Every single entry below should be reproduced verbatim.

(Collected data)

▬▬▬▬▬▬▬▬▬▬

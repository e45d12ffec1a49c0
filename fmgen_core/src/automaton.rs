use crate::{Expression, Value, Variable};
use log::trace;
use serde::{Deserialize, Serialize};
use smallvec::SmallVec;
use std::collections::{BTreeMap, BTreeSet};
use thiserror::Error;

/// Errors in building or combining [`Automaton`]s.
#[derive(Debug, Clone, PartialEq, Eq, Error)]
pub enum AutomatonError {
    /// A location is referenced but does not belong to the automaton.
    #[error("location '{location}' does not belong to automaton '{automaton}'")]
    MissingLocation {
        /// The automaton.
        automaton: String,
        /// The missing location.
        location: String,
    },
    /// A variable with the same name is already defined in the automaton.
    #[error("variable '{variable}' is already defined in automaton '{automaton}'")]
    DuplicateVariable {
        /// The automaton.
        automaton: String,
        /// The duplicated variable.
        variable: String,
    },
    /// Only automata with the same name can be merged.
    #[error("cannot merge automaton '{found}' into automaton '{expected}'")]
    NameMismatch {
        /// Name of the receiving automaton.
        expected: String,
        /// Name of the merged automaton.
        found: String,
    },
    /// The automaton has no initial location.
    #[error("automaton '{0}' has no initial location")]
    NoInitialLocation(String),
}
use fmgen_core::*;
use serde_json::json;

#[test]
fn dictionary_round_trip() -> Result<(), ExpressionError> {
    let json = json!({
        "op": "ite",
        "if": {"op": "∧", "left": "ready", "right": {"op": "¬", "exp": "busy"}},
        "then": {"op": "aa", "exp": "queue", "index": 2},
        "else": {"op": "av", "elements": [1, 2, 3]},
    });
    let exp = Expression::from_json(&json)?;
    assert_eq!(exp.to_json(), json);
    assert_eq!(exp.to_string(), "((ready ∧ ¬busy) ? queue[2] : [1, 2, 3])");
    Ok(())
}

#[test]
fn aliases_are_normalized() -> Result<(), ExpressionError> {
    let exp = Expression::from_json(&json!({"op": "&&", "left": "a", "right": {"op": "<=", "left": 1, "right": 2.5}}))?;
    assert_eq!(
        exp.to_json(),
        json!({"op": "∧", "left": "a", "right": {"op": "≤", "left": 1, "right": 2.5}})
    );
    Ok(())
}

#[test]
fn malformed_operators() {
    assert_eq!(
        Expression::from_json(&json!({"op": "+", "left": 1})),
        Err(ExpressionError::MissingOperand {
            op: OpTag::Add,
            operand: "right"
        })
    );
    assert_eq!(
        Expression::from_json(&json!({"op": "¬", "exp": true, "left": 1})),
        Err(ExpressionError::UnexpectedOperand {
            op: OpTag::Not,
            operand: "left".to_owned()
        })
    );
    assert_eq!(
        Expression::from_json(&json!({"op": "xor", "left": true, "right": false})),
        Err(ExpressionError::UnknownOperator("xor".to_owned()))
    );
    assert!(Expression::from_json(&json!(null)).is_err());
}

#[test]
fn distributions() -> Result<(), ExpressionError> {
    let json = json!({"distribution": "Uniform", "args": [0.0, 2.0]});
    let exp = Expression::from_json(&json)?;
    assert!(exp.contains_distribution());
    assert_eq!(exp.to_json(), json);

    let sum = Expression::binary(OpTag::Add, Expression::identifier("x"), exp);
    assert!(sum.contains_distribution());
    assert!(!Expression::identifier("x").contains_distribution());

    assert!(matches!(
        Expression::from_json(&json!({"distribution": "Uniform", "args": [2.0, 0.0]})),
        Err(ExpressionError::UniformBounds { .. })
    ));
    assert!(matches!(
        Expression::from_json(&json!({"distribution": "Normal", "args": [0.0, 1.0]})),
        Err(ExpressionError::UnknownDistribution(_))
    ));
    Ok(())
}

#[test]
fn constants() -> Result<(), ExpressionError> {
    let exp = Expression::from_json(&json!({"op": "*", "left": 2, "right": {"constant": "π"}}))?;
    let value = exp.eval(&|_| None).unwrap();
    assert_eq!(value, Value::Real(2. * std::f64::consts::PI));
    assert!(Expression::from_json(&json!({"constant": "τ"})).is_err());
    Ok(())
}

#[test]
fn serde_goes_through_dictionary_form() {
    let exp: Expression = serde_json::from_value(json!({"op": ">", "left": "x", "right": 0})).unwrap();
    assert_eq!(
        exp,
        Expression::binary(OpTag::Greater, Expression::identifier("x"), 0i64.into())
    );
    assert_eq!(
        serde_json::to_value(&exp).unwrap(),
        json!({"op": ">", "left": "x", "right": 0})
    );
}
//! evsim configuration
//!
//! One TOML file holds the station driver, the controller simulator and the
//! transport settings. Every section is optional.

use std::path::{Path, PathBuf};

use anyhow::Context;
use evsim_charge::{DriverConfig, SimulatorConfig};
use serde::{Deserialize, Serialize};

/// Complete evsim configuration
#[derive(Debug, Clone, Default, Serialize, Deserialize)]
pub struct EvsimConfig {
    /// Station driver
    #[serde(default)]
    pub driver: DriverConfig,

    /// Controller simulator (virtual transport only)
    #[serde(default)]
    pub simulator: SimulatorConfig,

    #[serde(default)]
    pub transport: TransportConfig,
}

impl EvsimConfig {
    /// Load configuration from a TOML file
    pub fn load(path: &Path) -> anyhow::Result<Self> {
        let content = std::fs::read_to_string(path)
            .with_context(|| format!("Failed to read {}", path.display()))?;
        let config: Self = toml::from_str(&content)
            .with_context(|| format!("Failed to parse {}", path.display()))?;
        config.driver.validate()?;
        Ok(config)
    }
}

// =============================================================================
// Transport Configuration
// =============================================================================

/// Bus settings
#[derive(Debug, Clone, Serialize, Deserialize)]
pub struct TransportConfig {
    /// CAN interface for the SocketCAN transport
    #[serde(default = "default_interface")]
    pub interface: String,

    /// Transmit cycle of the virtual bus
    #[serde(default = "default_cycle_ms")]
    pub cycle_ms: u64,

    /// Catalog of the charge controller network
    #[serde(default = "default_station_catalog")]
    pub station_catalog: PathBuf,

    /// Catalog of the vehicle-side network (CAN mode)
    #[serde(default = "default_vehicle_catalog")]
    pub vehicle_catalog: PathBuf,

    /// Node under test on the controller network
    #[serde(default = "default_station_dut")]
    pub station_dut: String,

    /// Node under test on the vehicle-side network
    #[serde(default = "default_vehicle_dut")]
    pub vehicle_dut: String,
}

fn default_interface() -> String {
    "can0".to_string()
}

fn default_cycle_ms() -> u64 {
    100
}

fn default_station_catalog() -> PathBuf {
    PathBuf::from("config/catalogs/isc_cme.yaml")
}

fn default_vehicle_catalog() -> PathBuf {
    PathBuf::from("config/catalogs/isc_cms.yaml")
}

fn default_station_dut() -> String {
    "CME".to_string()
}

fn default_vehicle_dut() -> String {
    "CMS".to_string()
}

impl Default for TransportConfig {
    fn default() -> Self {
        Self {
            interface: default_interface(),
            cycle_ms: default_cycle_ms(),
            station_catalog: default_station_catalog(),
            vehicle_catalog: default_vehicle_catalog(),
            station_dut: default_station_dut(),
            vehicle_dut: default_vehicle_dut(),
        }
    }
}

▬▬▬▬▬▬▬▬▬▬

*Response to this exercise*.
repository e45d12ffec1a49c0
filename fmgen_core/src/automaton.rs
use crate::{Expression, Value, Variable};
use log::trace;
use serde::{Deserialize, Serialize};
use smallvec::SmallVec;
use std::collections::{BTreeMap, BTreeSet};
use thiserror::Error;

/// Errors in building or combining [`Automaton`]s.
#[derive(Debug, Clone, PartialEq, Eq, Error)]
pub enum AutomatonError {
    /// A location is referenced but does not belong to the automaton.
    #[error("location '{location}' does not belong to automaton '{automaton}'")]
    MissingLocation {
        /// The automaton.
        automaton: String,
        /// The missing location.
        location: String,
    },
    /// A variable with the same name is already defined in the automaton.
    #[error("variable '{variable}' is already defined in automaton '{automaton}'")]
    DuplicateVariable {
        /// The automaton.
        automaton: String,
        /// The duplicated variable.
        variable: String,
    },
    /// Only automata with the same name can be merged.
    #[error("cannot merge automaton '{found}' into automaton '{expected}'")]
    NameMismatch {
        /// Name of the receiving automaton.
        expected: String,
        /// Name of the merged automaton.
        found: String,
    },
    /// The automaton has no initial location.
    #[error("automaton '{0}' has no initial location")]
    NoInitialLocation(String),
}
use fmgen_core::*;
use serde_json::json;

#[test]
fn dictionary_round_trip() -> Result<(), ExpressionError> {
    let json = json!({
        "op": "ite",
        "if": {"op": "∧", "left": "ready", "right": {"op": "¬", "exp": "busy"}},
        "then": {"op": "aa", "exp": "queue", "index": 2},
        "else": {"op": "av", "elements": [1, 2, 3]},
    });
    let exp = Expression::from_json(&json)?;
    assert_eq!(exp.to_json(), json);
    assert_eq!(exp.to_string(), "((ready ∧ ¬busy) ? queue[2] : [1, 2, 3])");
    Ok(())
}

#[test]
fn aliases_are_normalized() -> Result<(), ExpressionError> {
    let exp = Expression::from_json(&json!({"op": "&&", "left": "a", "right": {"op": "<=", "left": 1, "right": 2.5}}))?;
    assert_eq!(
        exp.to_json(),
        json!({"op": "∧", "left": "a", "right": {"op": "≤", "left": 1, "right": 2.5}})
    );
    Ok(())
}

#[test]
fn malformed_operators() {
    assert_eq!(
        Expression::from_json(&json!({"op": "+", "left": 1})),
        Err(ExpressionError::MissingOperand {
            op: OpTag::Add,
            operand: "right"
        })
    );
    assert_eq!(
        Expression::from_json(&json!({"op": "¬", "exp": true, "left": 1})),
        Err(ExpressionError::UnexpectedOperand {
            op: OpTag::Not,
            operand: "left".to_owned()
        })
    );
    assert_eq!(
        Expression::from_json(&json!({"op": "xor", "left": true, "right": false})),
        Err(ExpressionError::UnknownOperator("xor".to_owned()))
    );
    assert!(Expression::from_json(&json!(null)).is_err());
}

#[test]
fn distributions() -> Result<(), ExpressionError> {
    let json = json!({"distribution": "Uniform", "args": [0.0, 2.0]});
    let exp = Expression::from_json(&json)?;
    assert!(exp.contains_distribution());
    assert_eq!(exp.to_json(), json);

    let sum = Expression::binary(OpTag::Add, Expression::identifier("x"), exp);
    assert!(sum.contains_distribution());
    assert!(!Expression::identifier("x").contains_distribution());

    assert!(matches!(
        Expression::from_json(&json!({"distribution": "Uniform", "args": [2.0, 0.0]})),
        Err(ExpressionError::UniformBounds { .. })
    ));
    assert!(matches!(
        Expression::from_json(&json!({"distribution": "Normal", "args": [0.0, 1.0]})),
        Err(ExpressionError::UnknownDistribution(_))
    ));
    Ok(())
}

#[test]
fn constants() -> Result<(), ExpressionError> {
    let exp = Expression::from_json(&json!({"op": "*", "left": 2, "right": {"constant": "π"}}))?;
    let value = exp.eval(&|_| None).unwrap();
    assert_eq!(value, Value::Real(2. * std::f64::consts::PI));
    assert!(Expression::from_json(&json!({"constant": "τ"})).is_err());
    Ok(())
}

#[test]
fn serde_goes_through_dictionary_form() {
    let exp: Expression = serde_json::from_value(json!({"op": ">", "left": "x", "right": 0})).unwrap();
    assert_eq!(
        exp,
        Expression::binary(OpTag::Greater, Expression::identifier("x"), 0i64.into())
    );
    assert_eq!(
        serde_json::to_value(&exp).unwrap(),
        json!({"op": ">", "left": "x", "right": 0})
    );
}
//! evsim configuration
//!
//! One TOML file holds the station driver, the controller simulator and the
//! transport settings. Every section is optional.

use std::path::{Path, PathBuf};

use anyhow::Context;
use evsim_charge::{DriverConfig, SimulatorConfig};
use serde::{Deserialize, Serialize};

/// Complete evsim configuration
#[derive(Debug, Clone, Default, Serialize, Deserialize)]
pub struct EvsimConfig {
    /// Station driver
    #[serde(default)]
    pub driver: DriverConfig,

    /// Controller simulator (virtual transport only)
    #[serde(default)]
    pub simulator: SimulatorConfig,

    #[serde(default)]
    pub transport: TransportConfig,
}

impl EvsimConfig {
    /// Load configuration from a TOML file
    pub fn load(path: &Path) -> anyhow::Result<Self> {
        let content = std::fs::read_to_string(path)
            .with_context(|| format!("Failed to read {}", path.display()))?;
        let config: Self = toml::from_str(&content)
            .with_context(|| format!("Failed to parse {}", path.display()))?;
        config.driver.validate()?;
        Ok(config)
    }
}

// =============================================================================
// Transport Configuration
// =============================================================================

/// Bus settings
#[derive(Debug, Clone, Serialize, Deserialize)]
pub struct TransportConfig {
    /// CAN interface for the SocketCAN transport
    #[serde(default = "default_interface")]
    pub interface: String,

    /// Transmit cycle of the virtual bus
    #[serde(default = "default_cycle_ms")]
    pub cycle_ms: u64,

    /// Catalog of the charge controller network
    #[serde(default = "default_station_catalog")]
    pub station_catalog: PathBuf,

    /// Catalog of the vehicle-side network (CAN mode)
    #[serde(default = "default_vehicle_catalog")]
    pub vehicle_catalog: PathBuf,

    /// Node under test on the controller network
    #[serde(default = "default_station_dut")]
    pub station_dut: String,

    /// Node under test on the vehicle-side network
    #[serde(default = "default_vehicle_dut")]
    pub vehicle_dut: String,
}

fn default_interface() -> String {
    "can0".to_string()
}

fn default_cycle_ms() -> u64 {
    100
}

fn default_station_catalog() -> PathBuf {
    PathBuf::from("config/catalogs/isc_cme.yaml")
}

fn default_vehicle_catalog() -> PathBuf {
    PathBuf::from("config/catalogs/isc_cms.yaml")
}

fn default_station_dut() -> String {
    "CME".to_string()
}

fn default_vehicle_dut() -> String {
    "CMS".to_string()
}

impl Default for TransportConfig {
    fn default() -> Self {
        Self {
            interface: default_interface(),
            cycle_ms: default_cycle_ms(),
            station_catalog: default_station_catalog(),
            vehicle_catalog: default_vehicle_catalog(),
            station_dut: default_station_dut(),
            vehicle_dut: default_vehicle_dut(),
        }
    }
}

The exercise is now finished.